Break and Enter
Break and enter allegations are serious. Generally, break and enter charges involve breaking into residential homes, businesses or commercial properties with the intention to commit an indictable offence.
Despite what you may think, you do not actually need to break or force entry somewhere in order to be charged with the criminal offence. There have been instances where walking through an open door has been held to constitute a break and enter. It is important to remember that a conviction of the crime is not dependent on any damage to the property that was entered.
Usually, break and enters are committed by people trying to steal property. In doing so, they have committed the indictable offence of theft or possession of property obtained by crime while breaking and entering. If the person does not have the intention to commit an indictable offence, but does unlawfully enter a premise, the court may find that he or she committed other offences under the Criminal Code.
The maximum punishment for break and enter can be up to life imprisonment. If the offence is in relation to a place other than a home, if convicted, the term of imprisonment could range from a finding of guilt to a maximum of 10 years in jail.
Unlawfully in a Dwelling
It is common to also be charged with unlawfully in a dwelling if a person has been charged with break and enter. If a person is found in any sort of residence that they were not invited to, they could be charged with being unlawfully in a dwelling-house. It is also assumed that the person had criminal intentions, such as theft or to provoke an unwanted encounter with persons in the home while in the residence.
In order for someone to be found guilty of unlawfully in a dwelling-house, the Crown must prove that the person had no justification for being on the premise and no intention to commit an indictable offence.
The criminal defence lawyers at LZZ have extensive experience successfully defending against serious break and enter allegations. If you or someone you know has been charged with break and enter you should contact a criminal lawyer immediately to help determine the best defence. Call us at (416) 613-0416 or (416) 595-9500 or contact us online for a free consultation.
Frequently Asked Questions for Break and Enter
What is Break and Enter?
In Canada, break and enter charges involves one entering into residential homes, businesses, or commercial properties, without consent, with the intention to commit an indictable offence.

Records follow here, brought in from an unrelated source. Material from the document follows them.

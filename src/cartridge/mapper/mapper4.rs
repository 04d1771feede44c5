//! Mapper 4 (MMC3): bank switching, switchable mirroring, PRG RAM, scanline IRQ.
//!
//! [MMC3](https://www.nesdev.org/wiki/MMC3): Bank select at $8000–$9FFE (even), bank data at
//! $8001–$9FFF (odd). R0/R1 = 2 KiB CHR, R2–R5 = 1 KiB CHR, R6/R7 = 8 KiB PRG. Mirroring at
//! $A000–$BFFE (even), PRG RAM protect at $A001. IRQ latch $C000, reload $C001, disable $E000,
//! enable $E001. The IRQ counter is clocked once per rendered scanline by the PPU.

use tracing::debug;

use crate::cartridge::mapper::{
    Mirroring,
    mapper::{Mapper, bank_offset},
};

/// MMC3 state: bank registers with their resolved offsets, mirroring, PRG RAM, IRQ counter/latch/enable.
pub struct Mapper4 {
    prg_rom: Vec<u8>,
    chr: Vec<u8>,
    chr_ram: bool,
    prg_ram: Vec<u8>,
    /// Bank select ($8000): bits 0–2 = register index, bit 6 = PRG mode, bit 7 = CHR A12 invert.
    bank_select: u8,
    /// R0–R5 CHR, R6–R7 PRG.
    regs: [u8; 8],
    /// Byte offsets of the four 8 KiB PRG windows at $8000/$A000/$C000/$E000.
    prg_offsets: [usize; 4],
    /// Byte offsets of the eight 1 KiB CHR windows.
    chr_offsets: [usize; 8],
    mirroring: Mirroring,
    prg_ram_enable: bool,
    prg_ram_write_protect: bool,
    irq_latch: u8,
    irq_counter: u8,
    irq_reload_pending: bool,
    irq_enabled: bool,
    irq_active: bool,
}

impl Mapper4 {
    /// Create MMC3. PRG RAM 8 KiB is allocated for save RAM.
    pub fn new(prg_rom: Vec<u8>, chr: Vec<u8>, chr_ram: bool, mirroring: Mirroring) -> Self {
        let mut mapper = Self {
            prg_rom,
            chr,
            chr_ram,
            prg_ram: vec![0; 0x2000],
            bank_select: 0,
            regs: [0, 2, 4, 5, 6, 7, 0, 1],
            prg_offsets: [0; 4],
            chr_offsets: [0; 8],
            mirroring,
            prg_ram_enable: true,
            prg_ram_write_protect: false,
            irq_latch: 0,
            irq_counter: 0,
            irq_reload_pending: false,
            irq_enabled: false,
            irq_active: false,
        };
        mapper.update_banks();
        mapper
    }

    /// Recompute the PRG/CHR offset tables from the bank registers.
    fn update_banks(&mut self) {
        let chr_len = self.chr.len();
        let r = &self.regs;
        let chr_banks = if self.bank_select & 0x80 == 0 {
            [r[0] & 0xFE, r[0] | 1, r[1] & 0xFE, r[1] | 1, r[2], r[3], r[4], r[5]]
        } else {
            [r[2], r[3], r[4], r[5], r[0] & 0xFE, r[0] | 1, r[1] & 0xFE, r[1] | 1]
        };
        for (slot, bank) in self.chr_offsets.iter_mut().zip(chr_banks) {
            *slot = bank_offset(bank as usize, 0x400, chr_len);
        }

        let prg_len = self.prg_rom.len();
        let count = (prg_len / 0x2000).max(1);
        let last = count - 1;
        let second_last = count.saturating_sub(2);
        let r6 = (r[6] & 0x3F) as usize;
        let r7 = (r[7] & 0x3F) as usize;
        let prg_banks = if self.bank_select & 0x40 == 0 {
            [r6, r7, second_last, last]
        } else {
            [second_last, r7, r6, last]
        };
        for (slot, bank) in self.prg_offsets.iter_mut().zip(prg_banks) {
            *slot = bank_offset(bank, 0x2000, prg_len);
        }
    }

    fn chr_index(&self, addr: u16) -> usize {
        let addr = (addr & 0x1FFF) as usize;
        self.chr_offsets[addr >> 10] + (addr & 0x3FF)
    }
}

impl Mapper for Mapper4 {
    fn prg_read(&self, addr: u16) -> Option<u8> {
        match addr {
            0x6000..=0x7FFF if self.prg_ram_enable => Some(self.prg_ram[(addr & 0x1FFF) as usize]),
            0x8000..=0xFFFF => {
                let window = ((addr - 0x8000) >> 13) as usize;
                let offset = self.prg_offsets[window] + (addr & 0x1FFF) as usize;
                self.prg_rom.get(offset).copied()
            }
            _ => None,
        }
    }

    fn prg_write(&mut self, addr: u16, data: u8) -> bool {
        let even = addr & 1 == 0;
        match addr {
            0x6000..=0x7FFF => {
                if self.prg_ram_enable && !self.prg_ram_write_protect {
                    self.prg_ram[(addr & 0x1FFF) as usize] = data;
                }
            }
            0x8000..=0x9FFF if even => {
                self.bank_select = data;
                self.update_banks();
            }
            0x8000..=0x9FFF => {
                self.regs[(self.bank_select & 7) as usize] = data;
                self.update_banks();
                debug!(register = self.bank_select & 7, bank = data, "MMC3 bank data");
            }
            0xA000..=0xBFFF if even => {
                self.mirroring = if data & 1 == 0 {
                    Mirroring::Vertical
                } else {
                    Mirroring::Horizontal
                };
            }
            0xA000..=0xBFFF => {
                self.prg_ram_enable = data & 0x80 != 0;
                self.prg_ram_write_protect = data & 0x40 != 0;
            }
            0xC000..=0xDFFF if even => self.irq_latch = data,
            0xC000..=0xDFFF => {
                self.irq_counter = 0;
                self.irq_reload_pending = true;
            }
            0xE000..=0xFFFF if even => {
                self.irq_enabled = false;
                self.irq_active = false;
            }
            0xE000..=0xFFFF => self.irq_enabled = true,
            _ => return false,
        }
        true
    }

    fn chr_read(&self, addr: u16) -> u8 {
        self.chr.get(self.chr_index(addr)).copied().unwrap_or(0)
    }

    fn chr_write(&mut self, addr: u16, data: u8) -> bool {
        if !self.chr_ram {
            return false;
        }
        let index = self.chr_index(addr);
        if let Some(b) = self.chr.get_mut(index) {
            *b = data;
        }
        true
    }

    fn mirroring(&self) -> Mirroring {
        self.mirroring
    }

    /// Counter reloads from the latch when zero (or after a $C001 write), otherwise decrements;
    /// reaching zero while enabled asserts IRQ.
    fn scanline(&mut self) {
        if self.irq_counter == 0 || self.irq_reload_pending {
            self.irq_counter = self.irq_latch;
            self.irq_reload_pending = false;
        } else {
            self.irq_counter -= 1;
        }
        if self.irq_counter == 0 && self.irq_enabled {
            self.irq_active = true;
        }
    }

    fn irq_pending(&self) -> bool {
        self.irq_active
    }

    fn irq_clear(&mut self) {
        self.irq_active = false;
    }
}
//! Emulator-wide settings that are not part of the emulated hardware.

/// Host audio output rate in Hz.
pub const DEFAULT_SAMPLE_RATE: u32 = 44_100;

/// Samples per block handed to the presentation layer.
pub const DEFAULT_AUDIO_BLOCK: usize = 1024;

/// Settings for a [`Nes`](crate::nes::Nes) session.
#[derive(Debug, Clone, Copy, PartialEq, Eq)]
pub struct Config {
    /// Host sample rate the APU downsamples to.
    pub sample_rate: u32,
    /// Size of the sample block that must be drained before audio continues.
    pub audio_block: usize,
}

impl Default for Config {
    fn default() -> Self {
        Self {
            sample_rate: DEFAULT_SAMPLE_RATE,
            audio_block: DEFAULT_AUDIO_BLOCK,
        }
    }
}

Is Breaking and Entering a Felony in Canada?
In Canada, our criminal offences are considered as summary, hybrid, or indictable. If the break and enter occurs in a residential home, it is a straight indictable offence. If the break and enter occurs in any other location, it is a hybrid offence where the Crown can elect to proceed by summary election or by indictment.
Is it Break and Enter if the Door is Unlocked?

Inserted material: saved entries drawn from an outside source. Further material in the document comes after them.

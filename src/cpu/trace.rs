//! nestest-style trace lines.
//!
//! ```text
//! C000  4C F5 C5  JMP $C5F5                       A:00 X:00 Y:00 P:24 SP:FD CYC:7
//! ```

use crate::{
    bus::Bus,
    cpu::{
        cpu::CPU,
        opcodes::{AddrMode, OPCODES},
    },
};

impl<B: Bus> CPU<B> {
    /// Format the instruction at PC together with the register file, before it executes.
    /// Operand bytes are read through the bus, so point PC at ROM or RAM.
    pub fn trace_line(&mut self) -> String {
        let pc = self.pc;
        let opcode = self.bus.read(pc);
        let instruction = OPCODES[opcode as usize];
        let mode = instruction.mode;

        let bytes: Vec<u8> = (0..mode.len())
            .map(|i| self.bus.read(pc.wrapping_add(i)))
            .collect();
        let hex = bytes
            .iter()
            .map(|b| format!("{b:02X}"))
            .collect::<Vec<_>>()
            .join(" ");

        let lo = bytes.get(1).copied().unwrap_or(0);
        let word = u16::from_le_bytes([lo, bytes.get(2).copied().unwrap_or(0)]);
        let operand = match mode {
            AddrMode::Imp => String::new(),
            AddrMode::Acc => "A".to_string(),
            AddrMode::Imm => format!("#${lo:02X}"),
            AddrMode::Zp0 => format!("${lo:02X}"),
            AddrMode::Zpx => format!("${lo:02X},X"),
            AddrMode::Zpy => format!("${lo:02X},Y"),
            AddrMode::Rel => {
                let target = pc.wrapping_add(2).wrapping_add(lo as i8 as u16);
                format!("${target:04X}")
            }
            AddrMode::Abs => format!("${word:04X}"),
            AddrMode::Abx => format!("${word:04X},X"),
            AddrMode::Aby => format!("${word:04X},Y"),
            AddrMode::Ind => format!("(${word:04X})"),
            AddrMode::Izx => format!("(${lo:02X},X)"),
            AddrMode::Izy => format!("(${lo:02X}),Y"),
        };

        let marker = if instruction.undocumented { '*' } else { ' ' };
        let mnemonic = format!("{:?}", instruction.op).to_uppercase();

        format!(
            "{:04X}  {:<8} {}{} {:<27} A:{:02X} X:{:02X} Y:{:02X} P:{:02X} SP:{:02X} CYC:{}",
            pc, hex, marker, mnemonic, operand, self.a, self.x, self.y, self.status, self.sp, self.cycles
        )
    }
}
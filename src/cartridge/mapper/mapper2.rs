//! Mapper 2 (UxROM): switchable 16 KiB bank at $8000, last bank fixed at $C000, 8 KiB CHR RAM.

use tracing::debug;

use crate::cartridge::mapper::{
    Mirroring,
    mapper::{Mapper, bank_offset},
};

pub struct Mapper2 {
    prg_rom: Vec<u8>,
    chr: Vec<u8>,
    chr_ram: bool,
    mirroring: Mirroring,
    prg_bank: u8,
}

impl Mapper2 {
    pub fn new(prg_rom: Vec<u8>, chr: Vec<u8>, chr_ram: bool, mirroring: Mirroring) -> Self {
        Self {
            prg_rom,
            chr,
            chr_ram,
            mirroring,
            prg_bank: 0,
        }
    }
}

impl Mapper for Mapper2 {
    fn prg_read(&self, addr: u16) -> Option<u8> {
        let len = self.prg_rom.len();
        let base = match addr {
            0x8000..=0xBFFF => bank_offset(self.prg_bank as usize, 0x4000, len),
            0xC000..=0xFFFF => len.saturating_sub(0x4000),
            _ => return None,
        };
        self.prg_rom.get(base + (addr & 0x3FFF) as usize).copied()
    }

    fn prg_write(&mut self, addr: u16, data: u8) -> bool {
        if addr < 0x8000 {
            return false;
        }
        self.prg_bank = data & 0x0F;
        debug!(bank = self.prg_bank, "UxROM bank select");
        true
    }

    fn chr_read(&self, addr: u16) -> u8 {
        self.chr.get((addr & 0x1FFF) as usize).copied().unwrap_or(0)
    }

    fn chr_write(&mut self, addr: u16, data: u8) -> bool {
        if !self.chr_ram {
            return false;
        }
        if let Some(b) = self.chr.get_mut((addr & 0x1FFF) as usize) {
            *b = data;
        }
        true
    }

    fn mirroring(&self) -> Mirroring {
        self.mirroring
    }
}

Yes. The offence of break and enter only requires you to enter somewhere where you should not be. So, it is not a defence to say that the door was unlocked or open. For example, one can be charged with break and enter by going behind the counter at a kiosk, even though the kiosk has no doors.

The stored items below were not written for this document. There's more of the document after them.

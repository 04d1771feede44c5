//! PPU register bitfields as plain integers with named accessors.
//!
//! See [PPU registers](https://www.nesdev.org/wiki/PPU_registers) and
//! [PPU scrolling](https://www.nesdev.org/wiki/PPU_scrolling) for the internal `v`/`t` layout.

/// PPUCTRL ($2000).
#[derive(Debug, Default, Clone, Copy, PartialEq, Eq)]
pub struct Control(pub u8);

impl Control {
    pub fn nametable_x(self) -> u16 {
        (self.0 & 0x01) as u16
    }

    pub fn nametable_y(self) -> u16 {
        ((self.0 >> 1) & 0x01) as u16
    }

    /// VRAM address increment per $2007 access: 1 (across) or 32 (down).
    pub fn increment(self) -> u16 {
        if self.0 & 0x04 != 0 { 32 } else { 1 }
    }

    pub fn sprite_table(self) -> u16 {
        if self.0 & 0x08 != 0 { 0x1000 } else { 0x0000 }
    }

    pub fn background_table(self) -> u16 {
        if self.0 & 0x10 != 0 { 0x1000 } else { 0x0000 }
    }

    /// Sprite height in pixels: 8 or 16.
    pub fn sprite_height(self) -> i16 {
        if self.0 & 0x20 != 0 { 16 } else { 8 }
    }

    pub fn nmi_enabled(self) -> bool {
        self.0 & 0x80 != 0
    }
}

/// PPUMASK ($2001).
#[derive(Debug, Default, Clone, Copy, PartialEq, Eq)]
pub struct Mask(pub u8);

impl Mask {
    pub fn greyscale(self) -> bool {
        self.0 & 0x01 != 0
    }

    pub fn background_left(self) -> bool {
        self.0 & 0x02 != 0
    }

    pub fn sprites_left(self) -> bool {
        self.0 & 0x04 != 0
    }

    pub fn show_background(self) -> bool {
        self.0 & 0x08 != 0
    }

    pub fn show_sprites(self) -> bool {
        self.0 & 0x10 != 0
    }

    pub fn rendering(self) -> bool {
        self.show_background() || self.show_sprites()
    }
}

/// PPUSTATUS ($2002). Only the top three bits are real.
#[derive(Debug, Default, Clone, Copy, PartialEq, Eq)]
pub struct Status(pub u8);

impl Status {
    const OVERFLOW: u8 = 0x20;
    const SPRITE_ZERO_HIT: u8 = 0x40;
    const VBLANK: u8 = 0x80;

    fn set(&mut self, bit: u8, on: bool) {
        if on {
            self.0 |= bit;
        } else {
            self.0 &= !bit;
        }
    }

    pub fn vblank(self) -> bool {
        self.0 & Self::VBLANK != 0
    }

    pub fn set_vblank(&mut self, on: bool) {
        self.set(Self::VBLANK, on);
    }

    pub fn sprite_zero_hit(self) -> bool {
        self.0 & Self::SPRITE_ZERO_HIT != 0
    }

    pub fn set_sprite_zero_hit(&mut self, on: bool) {
        self.set(Self::SPRITE_ZERO_HIT, on);
    }

    pub fn sprite_overflow(self) -> bool {
        self.0 & Self::OVERFLOW != 0
    }

    pub fn set_sprite_overflow(&mut self, on: bool) {
        self.set(Self::OVERFLOW, on);
    }
}

/// Internal 15-bit VRAM address / scroll register (`v` and `t`).
///
/// ```text
/// yyy NN YYYYY XXXXX
/// ||| || ||||| +++++-- coarse X
/// ||| || +++++-------- coarse Y
/// ||| ++-------------- nametable select (Y, X)
/// +++----------------- fine Y
/// ```
#[derive(Debug, Default, Clone, Copy, PartialEq, Eq)]
pub struct VramAddr(pub u16);

impl VramAddr {
    fn field(self, shift: u16, mask: u16) -> u16 {
        (self.0 >> shift) & mask
    }

    fn set_field(&mut self, shift: u16, mask: u16, value: u16) {
        self.0 = (self.0 & !(mask << shift)) | ((value & mask) << shift);
    }

    pub fn coarse_x(self) -> u16 {
        self.field(0, 0x1F)
    }

    pub fn set_coarse_x(&mut self, v: u16) {
        self.set_field(0, 0x1F, v);
    }

    pub fn coarse_y(self) -> u16 {
        self.field(5, 0x1F)
    }

    pub fn set_coarse_y(&mut self, v: u16) {
        self.set_field(5, 0x1F, v);
    }

    pub fn nametable_x(self) -> u16 {
        self.field(10, 0x01)
    }

    pub fn set_nametable_x(&mut self, v: u16) {
        self.set_field(10, 0x01, v);
    }

    pub fn nametable_y(self) -> u16 {
        self.field(11, 0x01)
    }

    pub fn set_nametable_y(&mut self, v: u16) {
        self.set_field(11, 0x01, v);
    }

    pub fn fine_y(self) -> u16 {
        self.field(12, 0x07)
    }

    pub fn set_fine_y(&mut self, v: u16) {
        self.set_field(12, 0x07, v);
    }

    /// 14-bit address as seen on the PPU bus.
    pub fn addr(self) -> u16 {
        self.0 & 0x3FFF
    }
}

What Sentence Will I Get for a Break and Enter?
The maximum punishment for Break and Enter involving a dwelling house is up to life imprisonment. If the offence is in relation to a place other than a home, the term for imprisonment if convicted can range from a criminal record to 10 years in jail depending on how the Crown proceeds with the case.
At a sentencing hearing, the judge will need to consider the facts of your case, aggravating and mitigating factors, and your background in order to fashion an appropriate and fit sentence. This is a contextual analysis. However, a break and enter, or a home invasion into a residence will carry a heavier sentence than one at a commercial establishment.
How Can I Beat My Break and Enter Charge?
There are numerous potential defences to a break and enter which includes identity, consent from the property owner, the lack of an intention to commit an indictable offence, or a Charter defence. Each of these defences if successful could lead to your acquittal of the charges. Since each case Is different, a lawyer can review your case to determine which defence(s) could give you the best chance of success at trial.